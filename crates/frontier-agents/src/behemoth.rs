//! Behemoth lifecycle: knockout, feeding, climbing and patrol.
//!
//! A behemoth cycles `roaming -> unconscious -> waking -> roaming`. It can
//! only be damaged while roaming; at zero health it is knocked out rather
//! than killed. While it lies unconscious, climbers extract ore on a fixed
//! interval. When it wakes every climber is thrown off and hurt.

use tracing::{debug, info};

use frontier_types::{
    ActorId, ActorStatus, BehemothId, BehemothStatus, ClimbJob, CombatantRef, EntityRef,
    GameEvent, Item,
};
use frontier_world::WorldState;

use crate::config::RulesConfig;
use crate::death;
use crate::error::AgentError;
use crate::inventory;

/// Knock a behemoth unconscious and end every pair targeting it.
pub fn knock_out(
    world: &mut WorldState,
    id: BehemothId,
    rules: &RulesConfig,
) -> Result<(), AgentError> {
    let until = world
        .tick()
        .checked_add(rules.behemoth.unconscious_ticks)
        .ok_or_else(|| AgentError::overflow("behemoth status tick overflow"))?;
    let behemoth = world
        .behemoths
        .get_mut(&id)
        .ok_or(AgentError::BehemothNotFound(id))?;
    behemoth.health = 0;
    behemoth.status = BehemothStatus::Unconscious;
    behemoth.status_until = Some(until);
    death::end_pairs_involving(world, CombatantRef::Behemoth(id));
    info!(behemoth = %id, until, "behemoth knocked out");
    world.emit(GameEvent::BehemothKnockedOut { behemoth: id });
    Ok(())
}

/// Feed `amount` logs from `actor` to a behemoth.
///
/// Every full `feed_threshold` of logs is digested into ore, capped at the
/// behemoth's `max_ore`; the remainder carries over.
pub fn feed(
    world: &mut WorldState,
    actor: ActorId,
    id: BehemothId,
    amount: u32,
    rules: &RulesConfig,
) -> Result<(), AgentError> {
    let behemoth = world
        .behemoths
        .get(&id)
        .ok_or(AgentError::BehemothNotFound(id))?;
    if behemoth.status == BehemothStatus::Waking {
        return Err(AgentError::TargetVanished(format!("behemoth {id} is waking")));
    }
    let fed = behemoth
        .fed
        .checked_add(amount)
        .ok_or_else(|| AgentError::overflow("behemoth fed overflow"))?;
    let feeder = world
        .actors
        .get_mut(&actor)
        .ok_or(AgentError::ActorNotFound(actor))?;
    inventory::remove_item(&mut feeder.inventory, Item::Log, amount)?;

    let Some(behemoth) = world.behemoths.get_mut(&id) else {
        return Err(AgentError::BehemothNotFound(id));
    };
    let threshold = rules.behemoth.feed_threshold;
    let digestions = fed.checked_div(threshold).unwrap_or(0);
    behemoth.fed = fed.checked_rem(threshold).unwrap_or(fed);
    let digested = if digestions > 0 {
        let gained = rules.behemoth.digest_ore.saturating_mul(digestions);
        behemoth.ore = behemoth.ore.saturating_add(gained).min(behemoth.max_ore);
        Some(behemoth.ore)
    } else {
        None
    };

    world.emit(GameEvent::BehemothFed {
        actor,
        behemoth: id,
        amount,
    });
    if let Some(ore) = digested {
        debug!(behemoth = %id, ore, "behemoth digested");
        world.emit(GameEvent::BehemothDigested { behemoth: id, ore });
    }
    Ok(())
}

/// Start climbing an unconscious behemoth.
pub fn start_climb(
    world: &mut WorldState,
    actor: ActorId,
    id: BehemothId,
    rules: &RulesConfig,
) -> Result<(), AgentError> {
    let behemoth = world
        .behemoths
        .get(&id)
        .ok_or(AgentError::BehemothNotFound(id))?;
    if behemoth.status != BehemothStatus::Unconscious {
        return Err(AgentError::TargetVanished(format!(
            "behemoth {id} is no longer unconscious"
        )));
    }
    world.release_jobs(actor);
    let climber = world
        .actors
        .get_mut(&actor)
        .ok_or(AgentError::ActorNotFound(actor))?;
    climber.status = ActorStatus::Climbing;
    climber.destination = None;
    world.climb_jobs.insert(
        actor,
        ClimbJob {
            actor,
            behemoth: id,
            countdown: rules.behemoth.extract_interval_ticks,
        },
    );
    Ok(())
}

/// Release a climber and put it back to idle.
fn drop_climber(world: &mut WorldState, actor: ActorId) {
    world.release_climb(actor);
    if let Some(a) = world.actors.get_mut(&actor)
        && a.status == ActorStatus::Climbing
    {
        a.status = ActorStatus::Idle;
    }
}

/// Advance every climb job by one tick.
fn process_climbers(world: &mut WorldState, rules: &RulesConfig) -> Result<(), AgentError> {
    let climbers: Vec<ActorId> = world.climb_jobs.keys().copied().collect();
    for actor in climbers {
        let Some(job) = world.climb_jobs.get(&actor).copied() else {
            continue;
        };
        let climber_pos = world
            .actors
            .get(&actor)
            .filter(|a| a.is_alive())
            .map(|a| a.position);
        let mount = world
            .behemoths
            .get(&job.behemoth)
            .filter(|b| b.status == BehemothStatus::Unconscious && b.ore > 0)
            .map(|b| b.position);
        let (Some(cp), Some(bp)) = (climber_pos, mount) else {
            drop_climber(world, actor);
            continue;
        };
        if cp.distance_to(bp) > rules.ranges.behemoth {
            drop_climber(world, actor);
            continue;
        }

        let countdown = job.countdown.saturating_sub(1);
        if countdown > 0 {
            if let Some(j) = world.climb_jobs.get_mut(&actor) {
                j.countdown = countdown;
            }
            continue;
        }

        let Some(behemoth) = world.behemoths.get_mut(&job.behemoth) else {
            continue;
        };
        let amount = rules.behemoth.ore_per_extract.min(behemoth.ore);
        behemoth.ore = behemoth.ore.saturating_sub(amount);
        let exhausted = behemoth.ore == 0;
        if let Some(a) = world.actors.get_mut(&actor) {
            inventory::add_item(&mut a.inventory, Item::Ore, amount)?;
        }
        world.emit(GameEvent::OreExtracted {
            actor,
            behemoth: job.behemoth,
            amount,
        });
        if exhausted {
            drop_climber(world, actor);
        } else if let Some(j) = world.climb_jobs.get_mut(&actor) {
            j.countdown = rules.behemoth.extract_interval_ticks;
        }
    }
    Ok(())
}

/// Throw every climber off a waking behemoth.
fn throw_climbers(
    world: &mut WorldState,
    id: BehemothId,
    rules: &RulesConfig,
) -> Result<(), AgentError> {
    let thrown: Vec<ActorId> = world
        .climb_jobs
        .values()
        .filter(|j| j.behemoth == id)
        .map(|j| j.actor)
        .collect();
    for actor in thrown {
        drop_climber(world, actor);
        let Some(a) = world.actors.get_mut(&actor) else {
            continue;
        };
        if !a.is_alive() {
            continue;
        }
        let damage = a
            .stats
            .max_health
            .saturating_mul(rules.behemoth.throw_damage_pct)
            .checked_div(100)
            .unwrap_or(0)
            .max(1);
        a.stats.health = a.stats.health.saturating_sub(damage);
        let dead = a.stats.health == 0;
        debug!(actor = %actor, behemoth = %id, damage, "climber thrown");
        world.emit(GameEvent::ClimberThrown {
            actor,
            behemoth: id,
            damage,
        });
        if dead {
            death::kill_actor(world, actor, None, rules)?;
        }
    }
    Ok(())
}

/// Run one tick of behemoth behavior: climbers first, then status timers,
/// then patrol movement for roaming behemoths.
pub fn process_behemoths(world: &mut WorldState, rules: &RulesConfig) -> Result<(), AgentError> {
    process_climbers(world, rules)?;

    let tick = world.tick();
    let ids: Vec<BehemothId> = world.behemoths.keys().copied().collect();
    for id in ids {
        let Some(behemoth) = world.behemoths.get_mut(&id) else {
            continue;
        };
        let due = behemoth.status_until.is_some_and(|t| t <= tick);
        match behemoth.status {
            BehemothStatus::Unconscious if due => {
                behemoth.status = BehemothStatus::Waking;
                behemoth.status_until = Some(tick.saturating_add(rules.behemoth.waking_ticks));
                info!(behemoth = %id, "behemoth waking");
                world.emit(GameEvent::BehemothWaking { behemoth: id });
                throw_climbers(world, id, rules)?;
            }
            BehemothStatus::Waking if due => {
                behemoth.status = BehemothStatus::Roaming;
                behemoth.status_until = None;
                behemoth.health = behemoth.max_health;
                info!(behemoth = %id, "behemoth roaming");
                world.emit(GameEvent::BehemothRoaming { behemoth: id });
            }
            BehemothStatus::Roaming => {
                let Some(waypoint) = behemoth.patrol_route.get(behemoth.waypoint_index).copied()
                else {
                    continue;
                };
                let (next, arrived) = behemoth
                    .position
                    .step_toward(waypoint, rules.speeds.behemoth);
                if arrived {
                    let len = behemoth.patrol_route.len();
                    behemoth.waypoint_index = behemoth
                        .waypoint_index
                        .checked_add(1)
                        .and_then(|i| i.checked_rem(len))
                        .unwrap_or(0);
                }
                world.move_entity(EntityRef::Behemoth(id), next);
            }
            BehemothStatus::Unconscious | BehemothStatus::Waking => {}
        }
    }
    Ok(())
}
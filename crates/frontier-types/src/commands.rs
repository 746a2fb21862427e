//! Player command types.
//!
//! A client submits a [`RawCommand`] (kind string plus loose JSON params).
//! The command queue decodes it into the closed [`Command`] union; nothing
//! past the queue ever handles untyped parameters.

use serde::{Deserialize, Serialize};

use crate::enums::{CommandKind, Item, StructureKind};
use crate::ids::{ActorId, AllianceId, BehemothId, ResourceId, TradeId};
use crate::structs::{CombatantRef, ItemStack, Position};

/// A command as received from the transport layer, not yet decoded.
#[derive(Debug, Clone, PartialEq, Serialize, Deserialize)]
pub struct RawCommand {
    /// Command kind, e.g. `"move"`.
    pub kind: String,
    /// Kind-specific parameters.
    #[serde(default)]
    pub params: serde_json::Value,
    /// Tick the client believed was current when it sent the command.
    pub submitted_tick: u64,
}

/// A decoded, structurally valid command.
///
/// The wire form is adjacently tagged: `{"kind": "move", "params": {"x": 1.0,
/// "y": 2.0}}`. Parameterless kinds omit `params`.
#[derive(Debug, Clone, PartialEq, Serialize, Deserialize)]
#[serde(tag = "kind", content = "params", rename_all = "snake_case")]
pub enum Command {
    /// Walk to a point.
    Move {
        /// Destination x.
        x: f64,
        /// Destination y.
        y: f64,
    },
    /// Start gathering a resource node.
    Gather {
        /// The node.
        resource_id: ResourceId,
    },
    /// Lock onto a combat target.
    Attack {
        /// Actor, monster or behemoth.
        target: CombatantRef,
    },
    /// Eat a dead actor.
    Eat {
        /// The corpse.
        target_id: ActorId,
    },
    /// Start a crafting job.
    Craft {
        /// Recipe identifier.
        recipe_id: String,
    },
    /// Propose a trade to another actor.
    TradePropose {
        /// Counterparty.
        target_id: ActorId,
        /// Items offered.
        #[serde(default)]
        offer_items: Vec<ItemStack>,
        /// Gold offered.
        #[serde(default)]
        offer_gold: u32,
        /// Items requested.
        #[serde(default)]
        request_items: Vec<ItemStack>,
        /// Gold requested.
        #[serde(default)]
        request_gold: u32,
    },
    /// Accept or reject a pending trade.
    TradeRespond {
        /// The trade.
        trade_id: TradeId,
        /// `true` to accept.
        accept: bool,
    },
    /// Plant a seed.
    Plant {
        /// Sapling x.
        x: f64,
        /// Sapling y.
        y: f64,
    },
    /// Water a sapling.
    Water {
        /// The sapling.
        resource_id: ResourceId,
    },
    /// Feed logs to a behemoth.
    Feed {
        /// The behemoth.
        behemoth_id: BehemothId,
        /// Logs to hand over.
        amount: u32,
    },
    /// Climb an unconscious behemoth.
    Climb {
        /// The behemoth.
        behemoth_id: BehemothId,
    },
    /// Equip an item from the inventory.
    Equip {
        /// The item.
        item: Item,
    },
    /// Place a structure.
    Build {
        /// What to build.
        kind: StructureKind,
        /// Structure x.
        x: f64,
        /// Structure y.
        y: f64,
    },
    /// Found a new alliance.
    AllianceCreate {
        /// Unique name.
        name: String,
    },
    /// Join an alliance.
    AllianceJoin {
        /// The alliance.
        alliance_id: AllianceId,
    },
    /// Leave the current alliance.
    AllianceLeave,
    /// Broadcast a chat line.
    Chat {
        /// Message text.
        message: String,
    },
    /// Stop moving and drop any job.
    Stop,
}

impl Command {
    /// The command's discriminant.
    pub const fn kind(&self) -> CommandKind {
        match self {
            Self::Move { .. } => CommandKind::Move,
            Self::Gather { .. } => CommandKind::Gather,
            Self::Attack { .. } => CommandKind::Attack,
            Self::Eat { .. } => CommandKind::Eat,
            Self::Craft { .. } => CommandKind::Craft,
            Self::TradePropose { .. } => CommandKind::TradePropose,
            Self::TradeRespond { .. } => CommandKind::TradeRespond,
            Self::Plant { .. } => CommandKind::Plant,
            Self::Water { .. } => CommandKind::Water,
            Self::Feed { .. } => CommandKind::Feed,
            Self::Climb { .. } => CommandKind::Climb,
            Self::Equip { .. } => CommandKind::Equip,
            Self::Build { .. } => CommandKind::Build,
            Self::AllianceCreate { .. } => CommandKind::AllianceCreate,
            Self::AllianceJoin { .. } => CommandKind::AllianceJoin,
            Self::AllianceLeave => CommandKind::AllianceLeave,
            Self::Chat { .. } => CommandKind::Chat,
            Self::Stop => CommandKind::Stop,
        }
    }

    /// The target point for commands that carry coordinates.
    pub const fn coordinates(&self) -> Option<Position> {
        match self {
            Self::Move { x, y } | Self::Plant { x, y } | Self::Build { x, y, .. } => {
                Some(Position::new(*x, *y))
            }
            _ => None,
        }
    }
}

********************

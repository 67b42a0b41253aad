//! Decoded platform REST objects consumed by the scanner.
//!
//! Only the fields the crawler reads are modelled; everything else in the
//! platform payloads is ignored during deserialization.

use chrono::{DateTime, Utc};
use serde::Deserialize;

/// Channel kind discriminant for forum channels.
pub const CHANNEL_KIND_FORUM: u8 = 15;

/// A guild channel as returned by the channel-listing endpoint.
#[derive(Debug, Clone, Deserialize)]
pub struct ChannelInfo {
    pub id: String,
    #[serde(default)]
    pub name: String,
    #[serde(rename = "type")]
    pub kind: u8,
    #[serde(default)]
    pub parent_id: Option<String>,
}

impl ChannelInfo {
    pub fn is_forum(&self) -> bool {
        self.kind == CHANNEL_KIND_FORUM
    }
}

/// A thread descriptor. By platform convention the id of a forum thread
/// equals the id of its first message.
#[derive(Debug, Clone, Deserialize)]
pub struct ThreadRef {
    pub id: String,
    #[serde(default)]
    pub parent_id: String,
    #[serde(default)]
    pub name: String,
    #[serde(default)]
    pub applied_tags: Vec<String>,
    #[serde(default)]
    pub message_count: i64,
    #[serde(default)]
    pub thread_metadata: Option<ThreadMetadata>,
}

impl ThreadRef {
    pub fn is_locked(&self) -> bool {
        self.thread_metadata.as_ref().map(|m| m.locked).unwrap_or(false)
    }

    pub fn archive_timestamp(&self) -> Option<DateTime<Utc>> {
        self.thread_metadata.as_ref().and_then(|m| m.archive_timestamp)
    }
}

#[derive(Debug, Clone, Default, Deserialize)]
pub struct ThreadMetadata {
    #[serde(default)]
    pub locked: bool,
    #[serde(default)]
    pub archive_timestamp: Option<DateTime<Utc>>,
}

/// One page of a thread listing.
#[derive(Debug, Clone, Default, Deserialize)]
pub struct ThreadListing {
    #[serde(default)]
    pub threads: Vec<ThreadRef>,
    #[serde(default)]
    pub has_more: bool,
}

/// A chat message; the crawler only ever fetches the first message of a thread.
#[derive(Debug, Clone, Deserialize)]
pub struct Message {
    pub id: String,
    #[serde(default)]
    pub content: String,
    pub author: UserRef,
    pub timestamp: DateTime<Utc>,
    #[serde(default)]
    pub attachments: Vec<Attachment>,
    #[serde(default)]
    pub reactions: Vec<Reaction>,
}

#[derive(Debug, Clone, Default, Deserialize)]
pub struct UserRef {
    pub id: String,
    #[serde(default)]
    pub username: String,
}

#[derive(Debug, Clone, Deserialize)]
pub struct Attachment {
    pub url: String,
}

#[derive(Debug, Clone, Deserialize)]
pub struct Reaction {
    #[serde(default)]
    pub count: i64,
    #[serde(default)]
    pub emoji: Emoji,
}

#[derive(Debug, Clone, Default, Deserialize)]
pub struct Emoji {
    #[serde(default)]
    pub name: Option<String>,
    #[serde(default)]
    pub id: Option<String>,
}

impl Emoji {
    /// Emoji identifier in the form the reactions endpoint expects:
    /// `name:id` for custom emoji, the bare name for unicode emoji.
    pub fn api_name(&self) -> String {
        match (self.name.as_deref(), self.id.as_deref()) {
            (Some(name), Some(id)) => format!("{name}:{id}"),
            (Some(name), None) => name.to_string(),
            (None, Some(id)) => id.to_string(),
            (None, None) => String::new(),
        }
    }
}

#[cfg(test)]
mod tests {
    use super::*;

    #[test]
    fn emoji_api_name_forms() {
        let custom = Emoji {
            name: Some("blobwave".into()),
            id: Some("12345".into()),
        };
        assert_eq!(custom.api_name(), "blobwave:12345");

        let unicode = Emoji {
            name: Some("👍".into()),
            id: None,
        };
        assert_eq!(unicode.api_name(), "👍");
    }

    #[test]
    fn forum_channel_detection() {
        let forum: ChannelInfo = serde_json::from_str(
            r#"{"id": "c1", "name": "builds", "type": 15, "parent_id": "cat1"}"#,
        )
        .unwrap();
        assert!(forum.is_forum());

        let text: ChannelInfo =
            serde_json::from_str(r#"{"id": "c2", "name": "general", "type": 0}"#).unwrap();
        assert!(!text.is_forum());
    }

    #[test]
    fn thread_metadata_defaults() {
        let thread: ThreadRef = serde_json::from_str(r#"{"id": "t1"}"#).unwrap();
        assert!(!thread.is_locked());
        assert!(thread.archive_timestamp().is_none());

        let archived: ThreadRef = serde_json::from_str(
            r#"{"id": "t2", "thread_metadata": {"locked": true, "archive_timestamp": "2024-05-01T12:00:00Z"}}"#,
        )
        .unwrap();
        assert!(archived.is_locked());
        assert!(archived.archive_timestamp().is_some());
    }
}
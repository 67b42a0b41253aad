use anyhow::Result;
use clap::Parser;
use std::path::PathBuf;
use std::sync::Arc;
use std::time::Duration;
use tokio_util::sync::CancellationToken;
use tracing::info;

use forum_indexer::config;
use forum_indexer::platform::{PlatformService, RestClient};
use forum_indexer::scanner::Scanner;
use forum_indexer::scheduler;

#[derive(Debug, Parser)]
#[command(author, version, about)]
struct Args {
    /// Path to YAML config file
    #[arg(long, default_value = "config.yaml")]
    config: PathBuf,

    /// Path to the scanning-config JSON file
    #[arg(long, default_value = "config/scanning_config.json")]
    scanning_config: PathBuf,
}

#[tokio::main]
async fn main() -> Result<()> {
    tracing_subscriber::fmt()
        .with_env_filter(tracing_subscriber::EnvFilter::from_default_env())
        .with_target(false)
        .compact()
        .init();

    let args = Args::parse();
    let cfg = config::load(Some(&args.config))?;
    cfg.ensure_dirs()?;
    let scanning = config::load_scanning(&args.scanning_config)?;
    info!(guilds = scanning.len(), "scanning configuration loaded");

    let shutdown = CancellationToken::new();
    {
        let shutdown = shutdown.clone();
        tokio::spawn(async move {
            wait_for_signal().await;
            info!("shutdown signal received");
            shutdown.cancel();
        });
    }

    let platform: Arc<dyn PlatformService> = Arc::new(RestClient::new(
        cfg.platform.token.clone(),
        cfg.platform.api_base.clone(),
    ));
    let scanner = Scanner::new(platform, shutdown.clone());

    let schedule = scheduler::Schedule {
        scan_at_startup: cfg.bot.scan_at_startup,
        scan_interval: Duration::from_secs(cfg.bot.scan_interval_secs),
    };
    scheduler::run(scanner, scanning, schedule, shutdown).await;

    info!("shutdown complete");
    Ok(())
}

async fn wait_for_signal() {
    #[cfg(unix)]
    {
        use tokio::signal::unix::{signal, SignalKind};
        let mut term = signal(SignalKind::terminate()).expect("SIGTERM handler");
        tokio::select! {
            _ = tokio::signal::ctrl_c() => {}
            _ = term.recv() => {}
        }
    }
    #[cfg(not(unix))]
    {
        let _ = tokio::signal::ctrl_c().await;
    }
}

********************

In the lines above, find the word "true" and copy each line that contains it.

        /// `true` to accept.
            r#"{"id": "t2", "thread_metadata": {"locked": true, "archive_timestamp": "2024-05-01T12:00:00Z"}}"#,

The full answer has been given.